■ Information provided:
■ ■ ■ ■

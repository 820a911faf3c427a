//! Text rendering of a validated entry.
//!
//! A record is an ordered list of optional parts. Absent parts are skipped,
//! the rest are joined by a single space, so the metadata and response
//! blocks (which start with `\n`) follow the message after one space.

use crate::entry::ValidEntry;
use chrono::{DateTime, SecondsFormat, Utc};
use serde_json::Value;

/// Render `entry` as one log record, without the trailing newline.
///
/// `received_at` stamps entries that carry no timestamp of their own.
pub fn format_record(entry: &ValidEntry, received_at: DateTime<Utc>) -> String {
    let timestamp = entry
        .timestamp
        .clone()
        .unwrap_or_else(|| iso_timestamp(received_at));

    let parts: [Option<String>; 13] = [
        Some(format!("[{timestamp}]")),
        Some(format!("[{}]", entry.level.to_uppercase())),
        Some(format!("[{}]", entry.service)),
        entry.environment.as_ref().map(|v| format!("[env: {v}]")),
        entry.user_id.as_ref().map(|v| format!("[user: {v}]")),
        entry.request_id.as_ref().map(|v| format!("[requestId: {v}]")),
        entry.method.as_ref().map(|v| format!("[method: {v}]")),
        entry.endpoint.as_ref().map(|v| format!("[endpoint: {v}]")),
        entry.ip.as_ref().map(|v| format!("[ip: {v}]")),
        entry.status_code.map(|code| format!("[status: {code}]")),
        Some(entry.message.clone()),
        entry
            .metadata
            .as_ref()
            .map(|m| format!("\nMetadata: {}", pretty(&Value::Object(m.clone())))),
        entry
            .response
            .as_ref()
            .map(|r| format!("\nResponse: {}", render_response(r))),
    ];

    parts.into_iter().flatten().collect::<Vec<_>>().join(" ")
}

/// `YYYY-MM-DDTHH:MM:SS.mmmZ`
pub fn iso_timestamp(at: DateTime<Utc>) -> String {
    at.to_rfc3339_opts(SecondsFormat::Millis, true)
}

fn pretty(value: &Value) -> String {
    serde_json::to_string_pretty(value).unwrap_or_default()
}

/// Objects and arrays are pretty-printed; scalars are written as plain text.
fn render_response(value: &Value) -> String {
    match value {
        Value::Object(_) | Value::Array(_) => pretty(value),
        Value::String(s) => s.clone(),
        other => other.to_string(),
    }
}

■ ■ ■ ■

■ Activity: An exact copy is needed of the closing lines of the entries above, counting from the one that contains "Value::Object(_) | Value::Array(_)" and including it and the last.

■ Written solution:
        Value::Object(_) | Value::Array(_) => pretty(value),
        Value::String(s) => s.clone(),
        other => other.to_string(),
    }
}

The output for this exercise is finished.